Risarcimento record per infezioni ospedaliere: monito al sistema sanitario

La perdita di una vita, spegnata da infezioni nosocomiali a seguito di un intervento chirurgico apparentemente risolutivo, ha portato a un significativo risarcimento alla famiglia di un uomo originario del Napoletano, padre e nonno.

La sentenza, emessa dal Tribunale Civile di Salerno, non si limita a riconoscere un adeguato ristoro per il dolore subito, ma rappresenta un monito severo per le strutture sanitarie: la tutela della salute del paziente non può esaurirsi con la conclusione di un intervento, ma si estende all’intero percorso di cura, con particolare attenzione alla fase post-operatoria.
L’uomo, sottoposto a un intervento volto alla rimozione di una neoplasia, aveva inizialmente manifestato segnali incoraggianti, lasciando presagire una piena ripresa.
Tuttavia, un tragico e inatteso declino clinico ha poi segnato il suo percorso, culminato in un decesso dovuto a infezioni nosocomiali resistenti a più farmaci.

Queste infezioni, sviluppatesi durante il periodo post-operatorio, hanno dimostrato una virulenza particolarmente elevata, aggravata da un sistema di prevenzione carente.
La famiglia della vittima, profondamente provata, ha promosso un Accertamento Tecnico Preventivo (ATP) presso il Tribunale.
I consulenti tecnici d’ufficio, esperti in malattie infettive e medicina legale, hanno svolto un’analisi approfondita delle procedure implementate nella struttura sanitaria.

La loro perizia ha evidenziato disfunzioni significative nell’aderenza ai protocolli di prevenzione delle infezioni, confermando che queste, e non altre cause, hanno determinato il fatale esito.

Tale accertamento ha costituito una pietra miliare nel processo, fornendo elementi concreti e inequivocabili a supporto delle pretese della famiglia.

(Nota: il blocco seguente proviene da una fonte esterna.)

use std::f32::consts::{PI, TAU};

use num_complex::Complex32;
use tracing::debug;

use crate::dsp::control::{clamp, AGC_LEVEL_DEFAULT};
use crate::dsp::dc_reject::DC_REJECT_DEFAULT_HZ;
use crate::dsp::{AutomaticGainControl, StereoDcReject};
use crate::engine::StereoEngine;
use crate::tube::waveguide::DelayLine;
use crate::{clamp_sample_rate, INPUT_LIMIT, MAX_SAMPLE_RATE};

/*
TubeUnit Engine
===============

A blown tube. Air enters through a spring-loaded valve at one end, travels
down the tube, reflects off the far end and comes back to push on the valve.

                   ┌──────────────── tube (delay line) ────────────────┐
    airflow ──→ valve ──→ s ──→ ········································ ──┐
                  ↑                                                     reflect
                  └──── w = −ρ · e^{iθ} · delayed ←─── ··············· ←──┘

Everything is stereo: left and right ride in the real and imaginary parts of
one complex sample, so the reflection angle θ rotates energy between the two
channels on every round trip.

Per sample
----------

    1. delayed = line.read(D)                D = fs / (2 × root)
    2. θ       = angle + vortex × DEPTH × sin(φ)
       φ      += 2π × (VORTEX_MIN_HZ + vortex × VORTEX_SPAN_HZ) / fs
    3. w       = −ρ × e^{iθ} × delayed       ρ from reflection decay
    4. valve:  y'' = FORCE × (airflow − Re w) − k × STIFFNESS × y − DAMPING × y'
    5. air     = airflow × opening(y) × (1 + TURBULENCE × noise)   (0 if quiet)
    6. s       = air + input + w  →  line.write(s)
    7. β       = 1 / (1 + ((y − center) / (width / 2))²)
       out     = gain × (s + β × input)  →  DC reject  →  AGC

With θ = 0 the inverting reflection makes a round trip of 2D samples, so the
fundamental sits at `root`. Sweeping θ to π removes the inversion and the
pitch rises an octave.

Passivity
---------

ρ never exceeds MAX_REFLECTION < 1, and both the valve position and its
opening are clamped, so the air injected per sample is bounded. The line
therefore stays below |injection| / (1 − ρ) forever; only the dry leak (β)
adds gain, and β ≤ 1.

Spring constant and bypass
--------------------------

Under steady airflow the valve settles at y ≈ FORCE × airflow / (k ×
STIFFNESS). Stiff valves sit near 0, soft ones get pushed out to the
VALVE_LIMIT stop. The bypass window only does something when the valve sits
near `center`, so width and center interact with spring constant and airflow.
*/

pub const AIRFLOW_MAX: f32 = 5.0;
pub const AIRFLOW_DEFAULT: f32 = 1.0;
pub const ROOT_FREQUENCY_MIN: f32 = 4.0;
pub const ROOT_FREQUENCY_MAX: f32 = 1024.0;
pub const ROOT_FREQUENCY_DEFAULT: f32 = 26.5;
pub const REFLECTION_DECAY_DEFAULT: f32 = 0.5;
pub const REFLECTION_ANGLE_DEFAULT: f32 = 0.1 * PI;
pub const SPRING_CONSTANT_MIN: f32 = 0.005;
pub const SPRING_CONSTANT_MAX: f32 = 50.0;
pub const SPRING_CONSTANT_DEFAULT: f32 = 0.5;
pub const BYPASS_WIDTH_MIN: f32 = 0.5;
pub const BYPASS_WIDTH_MAX: f32 = 20.0;
pub const BYPASS_WIDTH_DEFAULT: f32 = 6.0;
pub const BYPASS_CENTER_MIN: f32 = -10.0;
pub const BYPASS_CENTER_MAX: f32 = 10.0;
pub const BYPASS_CENTER_DEFAULT: f32 = 5.0;
pub const VORTEX_DEFAULT: f32 = 0.0;
pub const GAIN_MAX: f32 = 2.0;
pub const GAIN_DEFAULT: f32 = 1.0;

/// Reflection coefficient ceiling.
pub const MAX_REFLECTION: f32 = 0.9995;

/// Longest delay ever needed: lowest root at the highest sample rate.
pub const MAX_DELAY_SAMPLES: usize = (MAX_SAMPLE_RATE / (2.0 * ROOT_FREQUENCY_MIN)) as usize + 1;

const VORTEX_DEPTH: f32 = 0.5;
const VORTEX_MIN_HZ: f32 = 0.2;
const VORTEX_SPAN_HZ: f32 = 6.0;

const VALVE_FORCE: f32 = 2.5e5;
const VALVE_STIFFNESS: f32 = 1.0e5;
const VALVE_DAMPING: f32 = 200.0;
const VALVE_LIMIT: f32 = 20.0;
/// Valve travel over which the air path goes from shut to fully open.
const VALVE_OPEN_SPAN: f32 = 10.0;
const TURBULENCE: f32 = 0.3;
/// Scales injected air so the default patch sits near unity output.
const AIR_SCALE: f32 = 0.02;

const DEFAULT_SEED: u64 = 0x9E37_79B9_7F4A_7C15;

pub struct TubeUnitEngine {
    airflow: f32,
    root_frequency: f32,
    reflection_decay: f32,
    reflection_angle: f32,
    spring_constant: f32,
    bypass_width: f32,
    bypass_center: f32,
    vortex: f32,
    gain: f32,
    quiet: bool,

    sample_rate: f32,
    delay: f32,
    reflection: f32,
    vortex_phase: f32,
    valve_pos: f32,
    valve_vel: f32,
    seed: u64,
    noise_state: u64,

    line: DelayLine,
    dc_reject: StereoDcReject,
    agc: AutomaticGainControl,
    recoveries: u64,
}

impl TubeUnitEngine {
    pub fn new(sample_rate: f32) -> Self {
        Self::with_seed(sample_rate, DEFAULT_SEED)
    }

    /// Build an engine whose turbulence noise starts from `seed`.
    ///
    /// Engines with the same seed and settings produce identical output.
    pub fn with_seed(sample_rate: f32, seed: u64) -> Self {
        let sample_rate = clamp_sample_rate(sample_rate);
        // xorshift has a fixed point at zero
        let seed = if seed == 0 { DEFAULT_SEED } else { seed };
        Self {
            airflow: AIRFLOW_DEFAULT,
            root_frequency: ROOT_FREQUENCY_DEFAULT,
            reflection_decay: REFLECTION_DECAY_DEFAULT,
            reflection_angle: REFLECTION_ANGLE_DEFAULT,
            spring_constant: SPRING_CONSTANT_DEFAULT,
            bypass_width: BYPASS_WIDTH_DEFAULT,
            bypass_center: BYPASS_CENTER_DEFAULT,
            vortex: VORTEX_DEFAULT,
            gain: GAIN_DEFAULT,
            quiet: false,
            sample_rate,
            delay: delay_for(sample_rate, ROOT_FREQUENCY_DEFAULT),
            reflection: reflection_for(REFLECTION_DECAY_DEFAULT),
            vortex_phase: 0.0,
            valve_pos: 0.0,
            valve_vel: 0.0,
            seed,
            noise_state: seed,
            line: DelayLine::new(MAX_DELAY_SAMPLES),
            dc_reject: StereoDcReject::new(DC_REJECT_DEFAULT_HZ, sample_rate),
            agc: AutomaticGainControl::new(AGC_LEVEL_DEFAULT, sample_rate),
            recoveries: 0,
        }
    }

    /// Restore default parameters and clear all state.
    pub fn initialize(&mut self) {
        self.set_airflow(AIRFLOW_DEFAULT);
        self.set_root_frequency(ROOT_FREQUENCY_DEFAULT);
        self.set_reflection_decay(REFLECTION_DECAY_DEFAULT);
        self.set_reflection_angle(REFLECTION_ANGLE_DEFAULT);
        self.set_spring_constant(SPRING_CONSTANT_DEFAULT);
        self.set_bypass_width(BYPASS_WIDTH_DEFAULT);
        self.set_bypass_center(BYPASS_CENTER_DEFAULT);
        self.set_vortex(VORTEX_DEFAULT);
        self.set_gain(GAIN_DEFAULT);
        self.quiet = false;
        self.agc.set_level(AGC_LEVEL_DEFAULT);
        self.agc.set_enabled(true);
        self.clear();
    }

    /// Empty the tube and bring the valve and vortex to rest.
    pub fn clear(&mut self) {
        self.line.clear();
        self.vortex_phase = 0.0;
        self.valve_pos = 0.0;
        self.valve_vel = 0.0;
        self.noise_state = self.seed;
        self.dc_reject.reset();
        self.agc.reset();
    }

    /// Change sample rate. The tube is cleared since its contents were
    /// recorded at the old rate.
    pub fn set_sample_rate(&mut self, sample_rate: f32) {
        let sample_rate = clamp_sample_rate(sample_rate);
        if sample_rate != self.sample_rate {
            debug!(from = self.sample_rate, to = sample_rate, "tube unit sample rate changed");
            self.sample_rate = sample_rate;
            self.delay = delay_for(sample_rate, self.root_frequency);
            self.dc_reject.set_sample_rate(sample_rate);
            self.agc.set_sample_rate(sample_rate);
            self.clear();
        }
    }

    pub fn set_airflow(&mut self, airflow: f32) {
        self.airflow = clamp(airflow, 0.0, AIRFLOW_MAX);
    }

    pub fn set_root_frequency(&mut self, hz: f32) {
        let hz = clamp(hz, ROOT_FREQUENCY_MIN, ROOT_FREQUENCY_MAX);
        if hz != self.root_frequency {
            self.root_frequency = hz;
            self.delay = delay_for(self.sample_rate, hz);
        }
    }

    pub fn set_reflection_decay(&mut self, decay: f32) {
        let decay = clamp(decay, 0.0, 1.0);
        if decay != self.reflection_decay {
            self.reflection_decay = decay;
            self.reflection = reflection_for(decay);
        }
    }

    pub fn set_reflection_angle(&mut self, radians: f32) {
        self.reflection_angle = clamp(radians, 0.0, PI);
    }

    pub fn set_spring_constant(&mut self, k: f32) {
        self.spring_constant = clamp(k, SPRING_CONSTANT_MIN, SPRING_CONSTANT_MAX);
    }

    pub fn set_bypass_width(&mut self, width: f32) {
        self.bypass_width = clamp(width, BYPASS_WIDTH_MIN, BYPASS_WIDTH_MAX);
    }

    pub fn set_bypass_center(&mut self, center: f32) {
        self.bypass_center = clamp(center, BYPASS_CENTER_MIN, BYPASS_CENTER_MAX);
    }

    pub fn set_vortex(&mut self, vortex: f32) {
        self.vortex = clamp(vortex, 0.0, 1.0);
    }

    pub fn set_gain(&mut self, gain: f32) {
        self.gain = clamp(gain, 0.0, GAIN_MAX);
    }

    /// Stop (or resume) injecting air. The tube keeps ringing.
    pub fn set_quiet(&mut self, quiet: bool) {
        self.quiet = quiet;
    }

    pub fn set_agc_level(&mut self, level: f32) {
        self.agc.set_level(level);
    }

    pub fn set_agc_enabled(&mut self, enabled: bool) {
        self.agc.set_enabled(enabled);
    }

    pub fn set_dc_reject_frequency(&mut self, corner_hz: f32) {
        self.dc_reject.set_corner(corner_hz);
    }

    pub fn airflow(&self) -> f32 {
        self.airflow
    }

    pub fn root_frequency(&self) -> f32 {
        self.root_frequency
    }

    pub fn reflection_decay(&self) -> f32 {
        self.reflection_decay
    }

    pub fn reflection_angle(&self) -> f32 {
        self.reflection_angle
    }

    pub fn spring_constant(&self) -> f32 {
        self.spring_constant
    }

    pub fn bypass_width(&self) -> f32 {
        self.bypass_width
    }

    pub fn bypass_center(&self) -> f32 {
        self.bypass_center
    }

    pub fn vortex(&self) -> f32 {
        self.vortex
    }

    pub fn gain(&self) -> f32 {
        self.gain
    }

    pub fn is_quiet(&self) -> bool {
        self.quiet
    }

    pub fn sample_rate(&self) -> f32 {
        self.sample_rate
    }

    pub fn agc_level(&self) -> f32 {
        self.agc.level()
    }

    pub fn agc_enabled(&self) -> bool {
        self.agc.is_enabled()
    }

    pub fn agc_distortion(&self) -> f32 {
        self.agc.distortion()
    }

    /// Delay line length in samples for the current root and sample rate.
    pub fn delay_samples(&self) -> f32 {
        self.delay
    }

    /// Number of times `process` hit a non-finite value and cleared the tube.
    pub fn recovery_count(&self) -> u64 {
        self.recoveries
    }

    /// xorshift64, mapped to [-1, 1].
    #[inline]
    fn next_noise(&mut self) -> f32 {
        self.noise_state ^= self.noise_state << 13;
        self.noise_state ^= self.noise_state >> 7;
        self.noise_state ^= self.noise_state << 17;
        (self.noise_state as f32) / (u64::MAX as f32) * 2.0 - 1.0
    }

    fn recover(&mut self) -> (f32, f32) {
        self.recoveries += 1;
        self.clear();
        (0.0, 0.0)
    }

    /// Advance the tube one sample.
    #[inline]
    pub fn process(&mut self, left: f32, right: f32) -> (f32, f32) {
        if !left.is_finite() || !right.is_finite() {
            return self.recover();
        }
        let dt = 1.0 / self.sample_rate;
        let input = Complex32::new(
            clamp(left, -INPUT_LIMIT, INPUT_LIMIT),
            clamp(right, -INPUT_LIMIT, INPUT_LIMIT),
        );

        let delayed = self.line.read(self.delay);

        let theta = self.reflection_angle + self.vortex * VORTEX_DEPTH * self.vortex_phase.sin();
        self.vortex_phase += TAU * (VORTEX_MIN_HZ + self.vortex * VORTEX_SPAN_HZ) * dt;
        if self.vortex_phase >= TAU {
            self.vortex_phase -= TAU;
        }
        let reflected = delayed * Complex32::from_polar(1.0, theta) * -self.reflection;

        let pressure = self.airflow - reflected.re;
        let accel = VALVE_FORCE * pressure
            - self.spring_constant * VALVE_STIFFNESS * self.valve_pos
            - VALVE_DAMPING * self.valve_vel;
        self.valve_vel += accel * dt;
        self.valve_pos += self.valve_vel * dt;
        if self.valve_pos.abs() > VALVE_LIMIT {
            self.valve_pos = VALVE_LIMIT.copysign(self.valve_pos);
            self.valve_vel = 0.0;
        }

        let air = if self.quiet {
            0.0
        } else {
            let opening = clamp(self.valve_pos / VALVE_OPEN_SPAN, 0.0, 1.0);
            let turbulence = 1.0 + TURBULENCE * self.next_noise();
            AIR_SCALE * self.airflow * opening * turbulence
        };

        let sample = Complex32::new(air, 0.0) + input + reflected;
        if !sample.is_finite() || !self.valve_pos.is_finite() {
            return self.recover();
        }
        self.line.write(sample);

        let half_width = 0.5 * self.bypass_width;
        let offset = (self.valve_pos - self.bypass_center) / half_width;
        let bypass = 1.0 / (1.0 + offset * offset);

        let out = (sample + input * bypass) * self.gain;
        let (out_left, out_right) = self.dc_reject.apply(out.re, out.im);
        self.agc.apply_stereo(out_left, out_right)
    }
}

impl Default for TubeUnitEngine {
    fn default() -> Self {
        Self::new(48_000.0)
    }
}

impl StereoEngine for TubeUnitEngine {
    fn set_sample_rate(&mut self, sample_rate: f32) {
        TubeUnitEngine::set_sample_rate(self, sample_rate);
    }

    fn render_frame(&mut self, left: f32, right: f32) -> (f32, f32) {
        self.process(left, right)
    }

    fn quiet(&mut self) {
        self.clear();
    }

    fn agc_distortion(&self) -> f32 {
        self.agc.distortion()
    }
}

#[inline]
fn delay_for(sample_rate: f32, root_frequency: f32) -> f32 {
    sample_rate / (2.0 * root_frequency)
}

/// Reflection coefficient: 0.5 at decay 0, approaching 1 at decay 1.
#[inline]
fn reflection_for(decay: f32) -> f32 {
    (1.0 - 0.5 * 10f32.powf(-3.0 * decay)).min(MAX_REFLECTION)
}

I legali dello Studio Legale Associato Maior, avvocati Filippo Castaldo, Pierlorenzo Catalano e Michele Francesco Sorrentino, con il prezioso contributo del medico legale Marcello Lorello, hanno sottolineato come questa sentenza non sia semplicemente una compensazione economica per una perdita irreparabile, ma un chiaro segnale all’intero sistema sanitario.
La pronuncia sottolinea la responsabilità imprescindibile delle strutture ospedaliere nel garantire non solo la competenza e l’efficacia degli interventi chirurgici, ma anche la sicurezza del paziente durante tutte le fasi del percorso di cura, con un’enfasi particolare sull’igiene e la prevenzione delle infezioni.
La negligenza, in questo caso, si è manifestata non solo nell’omissione di misure preventive adeguate, ma anche nella mancanza di un sistema di monitoraggio efficace e di protocolli di gestione delle infezioni ben definiti.

Questa vicenda ci ricorda che la salute pubblica è un bene prezioso e che la sua tutela richiede un impegno costante e un controllo rigoroso, non delegabile e non rimandabile.

La sentenza di Salerno, pertanto, si configura come un tassello importante nella direzione di un sistema sanitario più sicuro, trasparente e responsabile, volto a proteggere la dignità e la vita dei pazienti.